Start Differentiating Your Staffing Agency with Big Data
I’ve been spending a lot of time with our customers recently, listening to them speak about what drives their businesses. What I hear over and over again is that many of our customers are differentiating themselves from the competition on value by anticipating their clients’ needs – delivering quicker time to value with better candidates and faster placements, helping them compete more effectively. Gone are the days when a provider of products or services could say “we’re working on it, and we will call you when we’re done.”
One way in which you, as recruiting agency professionals, can differentiate on value is to have better information and insight about the market than your competitors do and to share it with your client, which is exactly the promise of Big Data. But “Big Data” is a widely over-used term, a catch-all for anything to do with data and analytics. What does Big Data really mean in the context of the staffing industry? How can staffing and recruiting firms leverage Big Data to differentiate on value? Of course, there are many different aspects of Big Data as a concept. However, Big Data as it applies to staffing is about combining previously siloed data sets to derive new meaning and insight.

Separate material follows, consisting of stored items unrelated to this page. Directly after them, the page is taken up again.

//! Filter conditions for the WHERE clause

use anyhow::{bail, Context, Result};
use serde::{Deserialize, Serialize};
use std::cmp::Reverse;
use std::fmt;
use std::str::FromStr;

use crate::schema::{find_field, FieldMetadata, FieldType};

/// Comparison operators offered by the builder
#[derive(Debug, Clone, Copy, PartialEq, Eq, Serialize, Deserialize)]
pub enum Operator {
    #[serde(rename = "=")]
    Eq,
    #[serde(rename = "!=")]
    Ne,
    #[serde(rename = "<")]
    Lt,
    #[serde(rename = ">")]
    Gt,
    #[serde(rename = "<=")]
    Le,
    #[serde(rename = ">=")]
    Ge,
    #[serde(rename = "LIKE")]
    Like,
    #[serde(rename = "IN")]
    In,
    #[serde(rename = "NOT IN")]
    NotIn,
    #[serde(rename = "INCLUDES")]
    Includes,
    #[serde(rename = "EXCLUDES")]
    Excludes,
}

impl Operator {
    pub const ALL: [Operator; 11] = [
        Operator::Eq,
        Operator::Ne,
        Operator::Lt,
        Operator::Gt,
        Operator::Le,
        Operator::Ge,
        Operator::Like,
        Operator::In,
        Operator::NotIn,
        Operator::Includes,
        Operator::Excludes,
    ];

    pub fn as_str(&self) -> &'static str {
        match self {
            Operator::Eq => "=",
            Operator::Ne => "!=",
            Operator::Lt => "<",
            Operator::Gt => ">",
            Operator::Le => "<=",
            Operator::Ge => ">=",
            Operator::Like => "LIKE",
            Operator::In => "IN",
            Operator::NotIn => "NOT IN",
            Operator::Includes => "INCLUDES",
            Operator::Excludes => "EXCLUDES",
        }
    }

    /// Check that this operator can be applied to a field of the given type
    pub fn check_compatible(&self, field_type: &FieldType) -> Result<()> {
        match (self, field_type) {
            (Operator::Eq | Operator::Ne, _) => Ok(()),

            (_, FieldType::Boolean) => bail!("Operator {} cannot be used on boolean fields", self),

            (Operator::Includes | Operator::Excludes, FieldType::Multipicklist) => Ok(()),
            (Operator::Includes | Operator::Excludes, _) => {
                bail!("Operator {} is only valid on multi-select picklists", self)
            }

            (Operator::Like, t) if t.is_numeric() || matches!(t, FieldType::Date | FieldType::Datetime) => {
                bail!("Operator LIKE cannot be used on {} fields", t)
            }
            (Operator::Like, FieldType::Multipicklist) => {
                bail!("Operator LIKE cannot be used on multipicklist fields")
            }

            _ => Ok(()),
        }
    }

    /// Operators that may be applied to a field of the given type
    pub fn for_type(field_type: &FieldType) -> Vec<Operator> {
        Self::ALL
            .into_iter()
            .filter(|op| op.check_compatible(field_type).is_ok())
            .collect()
    }
}

impl fmt::Display for Operator {
    fn fmt(&self, f: &mut fmt::Formatter<'_>) -> fmt::Result {
        f.write_str(self.as_str())
    }
}

impl FromStr for Operator {
    type Err = anyhow::Error;

    fn from_str(s: &str) -> Result<Self> {
        let normalized = s.split_whitespace().collect::<Vec<_>>().join(" ").to_uppercase();
        Self::ALL
            .into_iter()
            .find(|op| op.as_str() == normalized)
            .ok_or_else(|| anyhow::anyhow!("Unknown operator '{}'", s))
    }
}

/// A single filter predicate
#[derive(Debug, Clone, PartialEq, Serialize, Deserialize)]
pub struct Condition {
    #[serde(default = "new_condition_id")]
    pub id: String,

    pub field: String,

    pub operator: Operator,

    #[serde(default)]
    pub value: String,

    #[serde(rename = "type", default)]
    pub field_type: FieldType,

    /// Conditions sharing a group id are rendered inside one pair of parentheses
    #[serde(default, skip_serializing_if = "Option::is_none")]
    pub group_id: Option<String>,
}

fn new_condition_id() -> String {
    uuid::Uuid::new_v4().to_string()
}

impl Condition {
    pub fn new(field: &str, operator: Operator, value: &str, field_type: FieldType) -> Self {
        Self {
            id: new_condition_id(),
            field: field.to_string(),
            operator,
            value: value.to_string(),
            field_type,
            group_id: None,
        }
    }

    /// Create a condition for a described field, picking up its type
    pub fn for_field(field: &FieldMetadata, operator: Operator, value: &str) -> Self {
        Self::new(&field.name, operator, value, field.field_type.clone())
    }

    pub fn in_group(mut self, group_id: &str) -> Self {
        self.group_id = Some(group_id.to_string());
        self
    }

    /// Parse `Field<op>value` as given on the command line, e.g. `Name=Acme` or `Amount>=100`
    pub fn parse(expr: &str, fields: &[FieldMetadata]) -> Result<Self> {
        let (field, operator, value) = split_expression(expr)?;
        let field_type = find_field(fields, field)
            .map(|f| f.field_type.clone())
            .unwrap_or_default();

        Ok(Self::new(field, operator, value, field_type))
    }

    /// Check the condition against field metadata
    pub fn check(&self, fields: &[FieldMetadata]) -> Vec<String> {
        let mut errors = Vec::new();

        if find_field(fields, &self.field).is_none() {
            errors.push(format!("Field not found: {}", self.field));
        }

        if let Err(e) = self.operator.check_compatible(&self.field_type) {
            errors.push(format!("Field '{}': {}", self.field, e));
        }

        errors
    }
}

const WORD_OPERATORS: [&str; 5] = [" NOT IN ", " IN ", " LIKE ", " INCLUDES ", " EXCLUDES "];
const SYMBOL_OPERATORS: [&str; 6] = ["!=", "<=", ">=", "=", "<", ">"];

/// Split at the leftmost operator; at the same position the longer one wins (`>=` over `>`)
///
/// Word operators need surrounding spaces: `Name LIKE 'Ac%'`.
fn split_expression(expr: &str) -> Result<(&str, Operator, &str)> {
    let upper = expr.to_ascii_uppercase();

    let (pos, token) = WORD_OPERATORS
        .iter()
        .chain(SYMBOL_OPERATORS.iter())
        .filter_map(|op| upper.find(op).map(|pos| (pos, *op)))
        .min_by_key(|(pos, op)| (*pos, Reverse(op.len())))
        .with_context(|| format!("Condition '{}' has no operator", expr))?;

    let field = expr[..pos].trim();
    let value = expr[pos + token.len()..].trim();
    if field.is_empty() {
        bail!("Missing field name in condition '{}'", expr);
    }

    Ok((field, token.trim().parse()?, value))
}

For instance, one customer with whom I spoke described working on an IT project to source several developers. This customer is mining GitHub to identify the specific environments in which the candidates have strengths. The candidates may say that they are experts in Java and C++, but if their work is dominated by Java submissions on GitHub, they’ve essentially put their money where their mouth is. Conversely, if you are looking for a marketing candidate, you may want to examine their Klout score, or the Klout scores of the brand Twitter handles they manage, which could provide insight into their ability to evangelize and influence a community. Similarly, while you may be using a recruitment CRM that has thousands of candidate profiles, these same candidates’ continually-updated profiles on LinkedIn may provide additional information that would help you successfully place them. Combining the two data sets will provide additional insight into the candidate suitability, and give you the most complete version of the truth. We recently made an announcement with LinkedIn to provide this capability.

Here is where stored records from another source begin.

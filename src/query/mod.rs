//! Query module - builds SOQL from builder state and inspects SOQL text

mod builder;
mod condition;
pub mod optimizer;
pub mod validator;

pub use builder::{build_query, format_value, GroupOperator, OrderBy, QueryBuilderState, DEFAULT_GROUP};
pub use condition::{Condition, Operator};
pub use optimizer::{analyze_query, Severity, Suggestion};
pub use validator::{object_name, selected_fields, suggest_query, validate_query, QuerySuggestion};
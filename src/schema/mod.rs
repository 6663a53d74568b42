//! Schema module - object/field metadata and its on-disk cache

mod types;
pub mod loader;

pub use types::*;
pub use loader::{load_metadata, save_metadata, MetadataCache};
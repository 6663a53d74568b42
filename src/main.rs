use anyhow::Result;
use clap::{ArgAction, Parser, Subcommand};
use std::path::PathBuf;

use soql_workbench::cli;
use soql_workbench::cli::commands::{BuildArgs, RunArgs};
use soql_workbench::config::Config;
use soql_workbench::export::ExportFormat;
use soql_workbench::logging;

#[derive(Parser)]
#[command(name = "sfq")]
#[command(author, version, about = "SOQL Workbench - build, check and run Salesforce queries")]
struct Cli {
    /// Path to config file
    #[arg(long, global = true)]
    config: Option<PathBuf>,

    /// Increase log verbosity (-v, -vv, -vvv)
    #[arg(short, long, global = true, action = ArgAction::Count)]
    verbose: u8,

    #[command(subcommand)]
    command: Commands,
}

#[derive(Subcommand)]
enum Commands {
    /// Write a default config file
    Init,

    /// List sObjects
    Objects {
        /// Only objects whose name starts with this prefix
        prefix: Option<String>,

        /// Fetch the list from the org instead of the cache
        #[arg(long)]
        refresh: bool,
    },

    /// Describe an object's fields and cache them
    Describe {
        object: String,
    },

    /// Compose a query from a state file and/or flags
    Build {
        /// JSON or YAML builder state to start from
        #[arg(long)]
        state: Option<PathBuf>,

        /// Object to query
        #[arg(long, short = 'o')]
        object: Option<String>,

        /// Fields to select (comma separated or repeated)
        #[arg(long, short = 'f', value_delimiter = ',')]
        fields: Vec<String>,

        /// Condition such as "Name = Acme"; prefix "[group]" to group conditions
        #[arg(long = "where", short = 'w')]
        conditions: Vec<String>,

        /// Join conditions and groups with OR instead of AND
        #[arg(long)]
        or: bool,

        /// Sort key such as "CreatedDate DESC"
        #[arg(long)]
        order_by: Vec<String>,

        #[arg(long)]
        limit: Option<u32>,

        /// Validate and analyze the result against cached metadata
        #[arg(long)]
        check: bool,
    },

    /// Show performance suggestions for a query
    Analyze {
        query: String,
    },

    /// Validate a query against cached metadata
    Validate {
        query: String,
    },

    /// Autocomplete a partial query
    Suggest {
        partial: String,
    },

    /// Execute a query
    Run {
        query: Option<String>,

        /// Run a saved query by id or name
        #[arg(long, conflicts_with = "query")]
        saved: Option<String>,

        /// Skip validation
        #[arg(long)]
        force: bool,

        /// Output format
        #[arg(long, value_enum)]
        export: Option<ExportFormat>,

        /// Write the output to a file
        #[arg(long, short = 'O')]
        output: Option<PathBuf>,
    },

    /// Manage saved queries
    Saved {
        #[command(subcommand)]
        action: SavedAction,
    },

    /// Show or clear query history
    History {
        #[command(subcommand)]
        action: HistoryAction,
    },

    /// Update records in bulk
    Update {
        object: String,

        /// Record ids (comma separated or repeated)
        #[arg(long, required = true, value_delimiter = ',')]
        ids: Vec<String>,

        /// Field assignment such as Rating=Hot
        #[arg(long = "set", required = true)]
        assignments: Vec<String>,
    },

    /// Delete records in bulk
    Delete {
        object: String,

        /// Record ids (comma separated or repeated)
        #[arg(long, required = true, value_delimiter = ',')]
        ids: Vec<String>,
    },
}

#[derive(Subcommand)]
enum SavedAction {
    /// List saved queries, newest first
    List,

    /// Save a query under a name
    Save {
        name: String,
        query: String,
    },

    /// Print a saved query
    Show {
        /// Id or name
        id: String,
    },

    /// Delete a saved query
    Delete {
        /// Id or name
        id: String,
    },
}

#[derive(Subcommand)]
enum HistoryAction {
    /// List recent queries
    List {
        #[arg(long)]
        limit: Option<usize>,
    },

    /// Remove all history entries
    Clear,
}

fn main() -> Result<()> {
    let cli = Cli::parse();

    logging::init_logging(cli.verbose)?;

    if let Commands::Init = cli.command {
        return cli::commands::init(cli.config.as_deref());
    }

    let config = Config::load(cli.config.as_deref())?;

    match cli.command {
        Commands::Init => unreachable!(),
        Commands::Objects { prefix, refresh } => cli::commands::objects(&config, prefix.as_deref(), refresh),
        Commands::Describe { object } => cli::commands::describe(&config, &object),
        Commands::Build {
            state,
            object,
            fields,
            conditions,
            or,
            order_by,
            limit,
            check,
        } => cli::commands::build(
            &config,
            BuildArgs {
                state,
                object,
                fields,
                conditions,
                or,
                order_by,
                limit,
                check,
            },
        ),
        Commands::Analyze { query } => cli::commands::analyze(&config, &query),
        Commands::Validate { query } => cli::commands::validate(&config, &query),
        Commands::Suggest { partial } => cli::commands::suggest(&config, &partial),
        Commands::Run {
            query,
            saved,
            force,
            export,
            output,
        } => cli::commands::run(
            &config,
            RunArgs {
                query,
                saved,
                force,
                export,
                output,
            },
        ),
        Commands::Saved { action } => match action {
            SavedAction::List => cli::commands::saved_list(&config),
            SavedAction::Save { name, query } => cli::commands::saved_save(&config, &name, &query),
            SavedAction::Show { id } => cli::commands::saved_show(&config, &id),
            SavedAction::Delete { id } => cli::commands::saved_delete(&config, &id),
        },
        Commands::History { action } => match action {
            HistoryAction::List { limit } => cli::commands::history_list(&config, limit),
            HistoryAction::Clear => cli::commands::history_clear(&config),
        },
        Commands::Update {
            object,
            ids,
            assignments,
        } => cli::commands::update(&config, &object, &ids, &assignments),
        Commands::Delete { object, ids } => cli::commands::delete(&config, &object, &ids),
    }
}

Big Data for staffing is also about mining this information at scale. Another customer with whom I met talked about helping their clients benchmark against industry standards, like the number of interviews per hire. If the client is consistently doing 10+ interviews per hire for a certain kind of job and the industry average is 7, all else being equal, that client will be at a competitive disadvantage as it tries to grow. Our North American Staffing and Recruiting Trends Report and UK Staffing and Recruiting Trends Report provide aggregate data for the industry as a whole, and staffing firms can take these metrics to the level of granularity they desire based on their knowledge of a specific job type, a regional market, or a client’s history.
As staffing firms plan for the future, taking into account these two aspects of Big Data as it applies to our industry—incorporating new data sets into analysis and mining this information at scale—will allow firms to differentiate on value, delivering more targeted candidates and ultimately greater insight to clients.